Bildung und Bruttosozialglück
Um den Beitrag der Bildung zum Bruttosozialglück zu verdeutlichen, mache ich zunächst einen kleinen Ausflug in den Konstruktivismus. Aber keine Angst, es wird nicht zu theoretisch. Zunächst erzähle ich Ihnen eine Geschichte von Paul Watzlawick, die Geschichte von dem Mann mit dem Hammer, die Sie wahrscheinlich kennen und aus der man so manches ableiten kann. Ein Mann will ein Bild aufhängen. Den Nagel hat er, nicht aber den Hammer. Der Nachbar hat einen. Also beschließt unser Mann, hinüberzugehen und ihn auszuborgen. Doch da kommt ihm ein Zweifel: Was, wenn der Nachbar mir den Hammer nicht leihen will? Gestern schon grüßte er mich nur so flüchtig. Vielleicht war er in Eile. Aber vielleicht war die Eile nur vorgeschützt, und er hat etwas gegen mich. Und was? Ich habe ihm nichts angetan; der bildet
sich da etwas ein.

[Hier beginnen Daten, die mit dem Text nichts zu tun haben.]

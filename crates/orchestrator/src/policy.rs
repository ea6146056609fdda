//! LLM Policy Resolver (§4.8). Pure given its inputs — no I/O. Merges a
//! session's override with global defaults into a concrete record the
//! caller takes by value into exactly one `chat_stream` call.

use aura_domain::config::llm::{CloudProvider, LlmConfig};
use aura_domain::error::{Error, Result};
use aura_domain::policy::{PolicyKind, PolicyOverride, ResolvedPolicy};
use std::collections::HashSet;
use std::env;

/// Which credentials/endpoints are actually usable, computed once at
/// startup from the environment and handed to the resolver as plain data
/// so `resolve` itself never touches the environment.
pub struct AvailableCredentials {
    pub cloud_providers: HashSet<CloudProvider>,
}

impl AvailableCredentials {
    pub fn from_config(config: &LlmConfig) -> Self {
        let cloud_providers = config
            .cloud_providers
            .iter()
            .filter(|p| env::var(&p.api_key_env).map(|v| !v.is_empty()).unwrap_or(false))
            .map(|p| p.provider)
            .collect();
        Self { cloud_providers }
    }
}

pub fn resolve(
    session_override: &PolicyOverride,
    defaults: &LlmConfig,
    available: &AvailableCredentials,
) -> Result<ResolvedPolicy> {
    let fields = match session_override {
        PolicyOverride::Default => None,
        PolicyOverride::Explicit(fields) => Some(fields),
    };

    let kind = fields
        .and_then(|f| f.kind)
        .unwrap_or(match defaults.default_kind {
            aura_domain::config::llm::LlmKind::Local => PolicyKind::Local,
            aura_domain::config::llm::LlmKind::Cloud => PolicyKind::Cloud,
        });

    match kind {
        PolicyKind::Local => {
            let endpoint = fields
                .and_then(|f| f.endpoint.clone())
                .or_else(|| defaults.local.endpoint.clone())
                .ok_or_else(|| Error::InvalidPolicy("local LLM requested but no endpoint configured".into()))?;
            let model = fields
                .and_then(|f| f.model.clone())
                .unwrap_or_else(|| defaults.local.default_model.clone());
            Ok(ResolvedPolicy {
                kind,
                provider: None,
                endpoint,
                api_key: None,
                model,
                tool_mode: fields.and_then(|f| f.tool_mode).unwrap_or(defaults.default_tool_mode),
                thinking_mode: fields.and_then(|f| f.thinking_mode).unwrap_or(defaults.default_thinking_mode),
            })
        }
        PolicyKind::Cloud => {
            let provider = fields
                .and_then(|f| f.cloud_provider)
                .or(defaults.default_cloud_provider)
                .ok_or_else(|| Error::InvalidPolicy("cloud LLM requested but no provider selected".into()))?;

            if !available.cloud_providers.contains(&provider) {
                return Err(Error::InvalidPolicy(format!("no API key configured for provider {provider:?}")));
            }
            let provider_config = defaults
                .cloud_provider(provider)
                .ok_or_else(|| Error::InvalidPolicy(format!("provider {provider:?} not present in configuration")))?;

            let endpoint = fields.and_then(|f| f.endpoint.clone()).unwrap_or_else(|| provider_config.endpoint.clone());
            let model = fields.and_then(|f| f.model.clone()).unwrap_or_else(|| provider_config.default_model.clone());
            let api_key = env::var(&provider_config.api_key_env).ok();

            Ok(ResolvedPolicy {
                kind,
                provider: Some(provider),
                endpoint,
                api_key,
                model,
                tool_mode: fields.and_then(|f| f.tool_mode).unwrap_or(defaults.default_tool_mode),
                thinking_mode: fields.and_then(|f| f.thinking_mode).unwrap_or(defaults.default_thinking_mode),
            })
        }
    }
}

#[cfg(test)]
mod tests {
    use super::*;
    use aura_domain::config::llm::CloudProviderConfig;
    use aura_domain::policy::PolicyOverrideFields;

    fn config_with_local() -> LlmConfig {
        let mut cfg = LlmConfig::default();
        cfg.local.endpoint = Some("http://localhost:8080/v1".into());
        cfg
    }

    #[test]
    fn default_override_resolves_to_local_defaults() {
        let config = config_with_local();
        let available = AvailableCredentials::from_config(&config);
        let resolved = resolve(&PolicyOverride::Default, &config, &available).unwrap();
        assert_eq!(resolved.kind, PolicyKind::Local);
        assert_eq!(resolved.endpoint, "http://localhost:8080/v1");
    }

    #[test]
    fn local_without_endpoint_is_unsatisfiable() {
        let config = LlmConfig::default();
        let available = AvailableCredentials::from_config(&config);
        let err = resolve(&PolicyOverride::Default, &config, &available).unwrap_err();
        assert!(matches!(err, Error::InvalidPolicy(_)));
    }

    #[test]
    fn explicit_local_endpoint_override_satisfies_with_no_global_default() {
        let config = LlmConfig::default();
        let available = AvailableCredentials::from_config(&config);
        let session_override = PolicyOverride::Explicit(PolicyOverrideFields {
            endpoint: Some("http://192.168.1.50:8080/v1".into()),
            ..Default::default()
        });
        let resolved = resolve(&session_override, &config, &available).unwrap();
        assert_eq!(resolved.kind, PolicyKind::Local);
        assert_eq!(resolved.endpoint, "http://192.168.1.50:8080/v1");
    }

    #[test]
    fn cloud_without_api_key_is_unsatisfiable() {
        let mut config = config_with_local();
        config.default_kind = aura_domain::config::llm::LlmKind::Cloud;
        config.default_cloud_provider = Some(CloudProvider::Openai);
        config.cloud_providers.push(CloudProviderConfig {
            provider: CloudProvider::Openai,
            endpoint: "https://api.openai.com/v1".into(),
            api_key_env: "AURA_TEST_UNSET_KEY_XYZ".into(),
            default_model: "gpt-4o".into(),
        });
        let available = AvailableCredentials::from_config(&config);
        let err = resolve(&PolicyOverride::Default, &config, &available).unwrap_err();
        assert!(matches!(err, Error::InvalidPolicy(_)));
    }

    #[test]
    fn explicit_override_beats_defaults() {
        let config = config_with_local();
        let available = AvailableCredentials::from_config(&config);
        let session_override = PolicyOverride::Explicit(PolicyOverrideFields {
            model: Some("custom-model".into()),
            ..Default::default()
        });
        let resolved = resolve(&session_override, &config, &available).unwrap();
        assert_eq!(resolved.model, "custom-model");
    }
}
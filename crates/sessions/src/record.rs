//! Per-client session state and the locks that guard it.
//!
//! Lock order (authoritative): registry lock < any per-session lock;
//! `ref_mutex` < `fd_mutex` < {`policy_mutex`, `history_mutex`}.
//! `policy_mutex` and `history_mutex` are never held simultaneously. No
//! per-session lock is ever held across an LLM call, a tool call, or I/O —
//! copy under lock, release, then work.

use aura_domain::message::Message;
use aura_domain::policy::PolicyOverride;
use aura_domain::transport::Transport;
use chrono::{DateTime, Utc};
use parking_lot::{Condvar, Mutex};
use std::sync::atomic::{AtomicBool, AtomicU64, Ordering};
use std::sync::Arc;

use crate::kind::SessionKind;

/// Turn-local streaming-filter state (§4.6). Touched only by the one worker
/// thread executing the session's current turn — sessions are serialized by
/// convention at the transport layer — so this is not part of the four-lock
/// ordering discipline; it still lives behind a mutex for `Sync`, not for
/// contention.
#[derive(Debug, Default, Clone, Copy)]
pub struct StreamingState {
    pub in_command_tag: bool,
    pub stream_had_content: bool,
    pub llm_streaming_active: bool,
}

pub struct SessionRecord {
    pub session_id: u64,
    pub kind: SessionKind,
    pub created_at: DateTime<Utc>,
    last_activity: Mutex<DateTime<Utc>>,

    /// Guards transport handle during reconnect swap. Absent for LOCAL.
    fd_mutex: Mutex<Option<Arc<dyn Transport>>>,
    /// Guards `ref_count`; the paired condvar signals "count reached zero".
    ref_mutex: Mutex<u32>,
    ref_zero: Condvar,
    /// Guards `llm_policy_override`.
    policy_mutex: Mutex<PolicyOverride>,
    /// Guards `conversation_history`.
    history_mutex: Mutex<Vec<Message>>,

    pub disconnected: AtomicBool,
    pub request_generation: AtomicU64,

    streaming: Mutex<StreamingState>,
}

impl SessionRecord {
    pub fn new(session_id: u64, kind: SessionKind, transport: Option<Arc<dyn Transport>>, now: DateTime<Utc>) -> Self {
        Self {
            session_id,
            kind,
            created_at: now,
            last_activity: Mutex::new(now),
            fd_mutex: Mutex::new(transport),
            ref_mutex: Mutex::new(1),
            ref_zero: Condvar::new(),
            policy_mutex: Mutex::new(PolicyOverride::default()),
            history_mutex: Mutex::new(Vec::new()),
            disconnected: AtomicBool::new(false),
            request_generation: AtomicU64::new(0),
            streaming: Mutex::new(StreamingState::default()),
        }
    }

    // ── transport (fd_mutex) ────────────────────────────────────────

    pub fn rebind_transport(&self, transport: Arc<dyn Transport>) {
        *self.fd_mutex.lock() = Some(transport);
    }

    pub fn transport(&self) -> Option<Arc<dyn Transport>> {
        self.fd_mutex.lock().clone()
    }

    // ── refcount (ref_mutex + condvar) ───────────────────────────────

    pub fn retain(&self) {
        let mut count = self.ref_mutex.lock();
        *count += 1;
    }

    /// Returns the refcount observed immediately after decrement.
    pub fn release(&self) -> u32 {
        let mut count = self.ref_mutex.lock();
        *count -= 1;
        let remaining = *count;
        if remaining == 0 {
            self.ref_zero.notify_all();
        }
        remaining
    }

    pub fn ref_count(&self) -> u32 {
        *self.ref_mutex.lock()
    }

    /// Blocks the calling thread until `ref_count == 0` (phase 2 drain).
    pub fn wait_until_drained(&self) {
        let mut count = self.ref_mutex.lock();
        while *count != 0 {
            self.ref_zero.wait(&mut count);
        }
    }

    // ── activity timestamp ───────────────────────────────────────────

    pub fn touch(&self) {
        *self.last_activity.lock() = Utc::now();
    }

    pub fn last_activity(&self) -> DateTime<Utc> {
        *self.last_activity.lock()
    }

    // ── policy (policy_mutex) ────────────────────────────────────────

    pub fn get_policy(&self) -> PolicyOverride {
        self.policy_mutex.lock().clone()
    }

    pub fn set_policy(&self, policy: PolicyOverride) {
        *self.policy_mutex.lock() = policy;
    }

    pub fn reset_policy(&self) {
        *self.policy_mutex.lock() = PolicyOverride::default();
    }

    // ── history (history_mutex) ──────────────────────────────────────

    pub fn append_history(&self, message: Message) {
        self.history_mutex.lock().push(message);
    }

    pub fn append_history_many(&self, messages: impl IntoIterator<Item = Message>) {
        self.history_mutex.lock().extend(messages);
    }

    /// A snapshot whose contents are logically immutable to the caller even
    /// as later appends occur — we clone the backing vec and hand out an
    /// `Arc` over the copy rather than sharing the live store.
    pub fn history_snapshot(&self) -> Arc<Vec<Message>> {
        Arc::new(self.history_mutex.lock().clone())
    }

    pub fn clear_history(&self) {
        self.history_mutex.lock().clear();
    }

    pub fn init_with_system_prompt(&self, prompt: impl Into<String>) {
        let mut history = self.history_mutex.lock();
        history.clear();
        history.push(Message::system(prompt));
    }

    pub fn get_system_prompt(&self) -> Option<String> {
        let history = self.history_mutex.lock();
        history.first().and_then(|m| {
            m.content.as_ref().map(|c| c.extract_all_text())
        })
    }

    pub fn history_len(&self) -> usize {
        self.history_mutex.lock().len()
    }

    // ── streaming state (turn-exclusive) ─────────────────────────────

    pub fn reset_streaming_state(&self) {
        *self.streaming.lock() = StreamingState::default();
    }

    pub fn streaming_state(&self) -> StreamingState {
        *self.streaming.lock()
    }

    pub fn with_streaming_state_mut<R>(&self, f: impl FnOnce(&mut StreamingState) -> R) -> R {
        f(&mut self.streaming.lock())
    }

    // ── generation / cancellation ────────────────────────────────────

    pub fn bump_generation(&self) -> u64 {
        self.request_generation.fetch_add(1, Ordering::SeqCst) + 1
    }

    pub fn current_generation(&self) -> u64 {
        self.request_generation.load(Ordering::SeqCst)
    }

    pub fn is_disconnected(&self) -> bool {
        self.disconnected.load(Ordering::SeqCst)
    }

    pub fn mark_disconnected(&self) {
        self.disconnected.store(true, Ordering::SeqCst);
    }
}

pub type SessionHandle = Arc<SessionRecord>;

#[cfg(test)]
mod tests {
    use super::*;
    use aura_domain::message::Role;

    fn new_record() -> SessionRecord {
        SessionRecord::new(1, SessionKind::Web, None, Utc::now())
    }

    #[test]
    fn retain_release_tracks_refcount() {
        let record = new_record();
        assert_eq!(record.ref_count(), 1);
        record.retain();
        assert_eq!(record.ref_count(), 2);
        assert_eq!(record.release(), 1);
        assert_eq!(record.release(), 0);
    }

    #[test]
    fn init_with_system_prompt_round_trips() {
        let record = new_record();
        record.init_with_system_prompt("be terse");
        assert_eq!(record.get_system_prompt().as_deref(), Some("be terse"));
    }

    #[test]
    fn set_policy_get_policy_round_trips() {
        let record = new_record();
        let policy = PolicyOverride::Explicit(Default::default());
        record.set_policy(policy.clone());
        matches!(record.get_policy(), PolicyOverride::Explicit(_));
    }

    #[test]
    fn history_snapshot_is_independent_of_later_appends() {
        let record = new_record();
        record.append_history(Message::user("hi"));
        let snapshot = record.history_snapshot();
        record.append_history(Message::assistant("hello"));
        assert_eq!(snapshot.len(), 1);
        assert_eq!(record.history_len(), 2);
        assert_eq!(snapshot[0].role, Role::User);
    }

    #[test]
    fn bump_generation_is_monotonic() {
        let record = new_record();
        assert_eq!(record.current_generation(), 0);
        assert_eq!(record.bump_generation(), 1);
        assert_eq!(record.bump_generation(), 2);
    }

    #[test]
    fn two_consecutive_touches_are_indistinguishable() {
        let record = new_record();
        record.touch();
        let first = record.last_activity();
        record.touch();
        let second = record.last_activity();
        assert!(second >= first);
    }
}
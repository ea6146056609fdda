//! Periodic idle-timeout sweep (§4.3). Runs on its own OS thread; destroys
//! expired sessions outside the registry lock.

use std::sync::atomic::{AtomicBool, Ordering};
use std::sync::Arc;
use std::thread::JoinHandle;
use std::time::Duration;

use crate::registry::SessionRegistry;

pub struct IdleSweepHandle {
    shutdown: Arc<AtomicBool>,
    join: Option<JoinHandle<()>>,
}

impl IdleSweepHandle {
    pub fn stop(mut self) {
        self.shutdown.store(true, Ordering::SeqCst);
        if let Some(join) = self.join.take() {
            let _ = join.join();
        }
    }
}

/// Spawns a thread that wakes every `poll_interval` and sweeps sessions
/// idle longer than `timeout`.
pub fn spawn(registry: Arc<SessionRegistry>, timeout: Duration, poll_interval: Duration) -> IdleSweepHandle {
    let shutdown = Arc::new(AtomicBool::new(false));
    let thread_shutdown = shutdown.clone();

    let join = std::thread::Builder::new()
        .name("aura-idle-sweep".into())
        .spawn(move || {
            while !thread_shutdown.load(Ordering::SeqCst) {
                std::thread::sleep(poll_interval);
                if thread_shutdown.load(Ordering::SeqCst) {
                    break;
                }
                for id in registry.sweep_expired(timeout) {
                    aura_domain::trace::TraceEvent::SessionExpired {
                        session_id: id,
                        idle_secs: timeout.as_secs(),
                    }
                    .emit();
                    registry.destroy(id);
                }
            }
        })
        .expect("spawning idle sweep thread");

    IdleSweepHandle {
        shutdown,
        join: Some(join),
    }
}
//! Streaming Filter (§4.6): strips `<command>...</command>` segments from a
//! chunked LLM token stream before it reaches the transport.
//!
//! Across one turn, the emitted bytes equal the input stream minus every
//! `<command>...</command>` region and any residue after the first
//! unterminated `<command>`.

use aura_providers::traits::ChunkSink;
use aura_sessions::SessionHandle;
use std::sync::Arc;

const OPEN_TAG: &str = "<command>";

/// Sink passed to `LlmProvider::chat_stream`. Wraps a transport delivery
/// closure and the session's turn-exclusive streaming state (§3).
pub struct StreamingFilter<'a> {
    session: &'a Arc<aura_sessions::SessionRecord>,
    stream_id: u64,
    /// Holds back a short tail of the visible stream so a `<command>` tag
    /// straddling a chunk boundary is still detected (§4.6 edge cases).
    carry: String,
    on_visible: Box<dyn FnMut(&str) + 'a>,
}

impl<'a> StreamingFilter<'a> {
    pub fn new(session: &'a SessionHandle, stream_id: u64, on_visible: impl FnMut(&str) + 'a) -> Self {
        Self {
            session,
            stream_id,
            carry: String::new(),
            on_visible: Box::new(on_visible),
        }
    }

    fn emit_visible(&mut self, text: &str) {
        if text.is_empty() {
            return;
        }
        let first_byte = self.session.with_streaming_state_mut(|s| {
            let was_empty = !s.stream_had_content;
            s.stream_had_content = true;
            was_empty
        });
        if first_byte {
            self.session.with_streaming_state_mut(|s| s.llm_streaming_active = true);
            if let Some(transport) = self.session.transport() {
                transport.send_stream_start(self.stream_id);
            }
        }
        if let Some(transport) = self.session.transport() {
            transport.send_stream_delta(self.stream_id, text);
        }
        (self.on_visible)(text);
    }

    /// Flushes any bytes still held back as a possible `<command>` prefix.
    /// Must be called once the underlying stream is exhausted: a stream that
    /// legitimately ends mid-prefix (e.g. trailing `"...<c"`) would otherwise
    /// have those bytes silently dropped rather than emitted as plain text.
    /// A no-op if the stream ended inside an actual command tag.
    pub fn finish(&mut self) {
        if self.session.with_streaming_state_mut(|s| s.in_command_tag) {
            return;
        }
        if !self.carry.is_empty() {
            let residual = std::mem::take(&mut self.carry);
            self.emit_visible(&residual);
        }
    }
}

impl ChunkSink for StreamingFilter<'_> {
    fn on_chunk(&mut self, text: &str) {
        if self.session.with_streaming_state_mut(|s| s.in_command_tag) {
            return;
        }

        self.carry.push_str(text);

        // Keep scanning until either we find the tag or we've confirmed the
        // tail can't contain a partial prefix of it.
        if let Some(pos) = self.carry.find(OPEN_TAG) {
            let visible = self.carry[..pos].to_string();
            self.emit_visible(&visible);
            self.session.with_streaming_state_mut(|s| {
                s.in_command_tag = true;
                s.stream_had_content = true;
            });
            aura_domain::trace::TraceEvent::StreamCommandTagOpened {
                session_id: self.session.session_id,
                stream_id: self.stream_id,
            }
            .emit();
            self.carry.clear();
            return;
        }

        // No complete tag yet. Flush everything except a tail that could
        // still be the start of "<command>".
        let keep = longest_suffix_prefix_of_tag(&self.carry);
        let split_at = self.carry.len() - keep;
        if split_at > 0 {
            let visible: String = self.carry.drain(..split_at).collect();
            self.emit_visible(&visible);
        }
    }
}

/// Length of the longest suffix of `s` that is also a prefix of `OPEN_TAG`
/// (so we never flush a partial tag boundary).
fn longest_suffix_prefix_of_tag(s: &str) -> usize {
    let max = OPEN_TAG.len().min(s.len());
    for len in (1..=max).rev() {
        if s.ends_with(&OPEN_TAG[..len]) {
            return len;
        }
    }
    0
}

#[cfg(test)]
mod tests {
    use super::*;
    use aura_sessions::{SessionKind, SessionRecord};
    use chrono::Utc;
    use std::cell::RefCell;
    use std::rc::Rc;

    fn new_session() -> SessionHandle {
        Arc::new(SessionRecord::new(1, SessionKind::Web, None, Utc::now()))
    }

    #[test]
    fn emits_plain_text_unchanged() {
        let session = new_session();
        let collected = Rc::new(RefCell::new(String::new()));
        let sink_collected = collected.clone();
        let mut filter = StreamingFilter::new(&session, 1, move |t| sink_collected.borrow_mut().push_str(t));
        filter.on_chunk("Hi there.");
        assert_eq!(*collected.borrow(), "Hi there.");
    }

    #[test]
    fn strips_command_tag_and_everything_after() {
        let session = new_session();
        let collected = Rc::new(RefCell::new(String::new()));
        let sink_collected = collected.clone();
        let mut filter = StreamingFilter::new(&session, 1, move |t| sink_collected.borrow_mut().push_str(t));
        filter.on_chunk("Sure, ");
        filter.on_chunk("<command>get_weather(city=SF)</command> ignored tail");
        assert_eq!(*collected.borrow(), "Sure, ");
        assert!(session.streaming_state().in_command_tag);
    }

    #[test]
    fn tag_straddling_chunk_boundary_is_still_detected() {
        let session = new_session();
        let collected = Rc::new(RefCell::new(String::new()));
        let sink_collected = collected.clone();
        let mut filter = StreamingFilter::new(&session, 1, move |t| sink_collected.borrow_mut().push_str(t));
        filter.on_chunk("prefix<comm");
        filter.on_chunk("and>rest");
        assert_eq!(*collected.borrow(), "prefix");
        assert!(session.streaming_state().in_command_tag);
    }

    #[test]
    fn once_in_command_tag_further_chunks_are_discarded() {
        let session = new_session();
        let collected = Rc::new(RefCell::new(String::new()));
        let sink_collected = collected.clone();
        let mut filter = StreamingFilter::new(&session, 1, move |t| sink_collected.borrow_mut().push_str(t));
        filter.on_chunk("<command>x");
        filter.on_chunk("more stuff that must never appear");
        assert_eq!(*collected.borrow(), "");
    }

    #[test]
    fn finish_flushes_a_trailing_partial_tag_prefix() {
        let session = new_session();
        let collected = Rc::new(RefCell::new(String::new()));
        let sink_collected = collected.clone();
        let mut filter = StreamingFilter::new(&session, 1, move |t| sink_collected.borrow_mut().push_str(t));
        filter.on_chunk("all done...<c");
        assert_eq!(*collected.borrow(), "all done...");
        filter.finish();
        assert_eq!(*collected.borrow(), "all done...<c");
    }

    #[test]
    fn finish_is_a_no_op_once_a_real_tag_opened() {
        let session = new_session();
        let collected = Rc::new(RefCell::new(String::new()));
        let sink_collected = collected.clone();
        let mut filter = StreamingFilter::new(&session, 1, move |t| sink_collected.borrow_mut().push_str(t));
        filter.on_chunk("hi <command>x");
        filter.finish();
        assert_eq!(*collected.borrow(), "hi ");
    }
}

Wenn jemand von mir ein Werkzeug borgen wollte, ich gäbe es ihm sofort. Und warum er nicht? Wie kann man einem Mitmenschen einen so einfachen Gefallen abschlagen? Leute wie dieser Kerl vergiften einem das Leben. Und dann bildet er sich noch ein, ich sei auf ihn angewiesen. Bloß weil er einen Hammer hat. Jetzt reicht’s mir wirklich. – Und so stürmt er hinüber, läutet, der Nachbar öffnet, doch noch bevor er „Guten Tag“ sagen kann, schreit ihn unser Mann an „Behalten Sie sich Ihren Hammer, Sie Rüpel!“ Unser Mann lebt ganz in seiner Innenwelt, seinen Phantasien. Dieses innere Bild steuert seine soziale Interaktion. Wer kennt das nicht von sich selbst – es gibt Tage, an denen sind wir schlecht drauf und wir meinen alle Menschen sind unfreundlich, wollen nur Übles, hauen uns übers Ohr und wir bekommen die Arbeit nicht getan. Am nächsten Tag, wenn wir gut geschlafen haben oder sonst ein gutes Erlebnis hatten, flutscht alles nur so, wir sind zufrieden, fröhlich und die Arbeit geht uns gut von der Hand. Meist merken wir gar nicht, welch großen Einfluss wir selber bei allem haben.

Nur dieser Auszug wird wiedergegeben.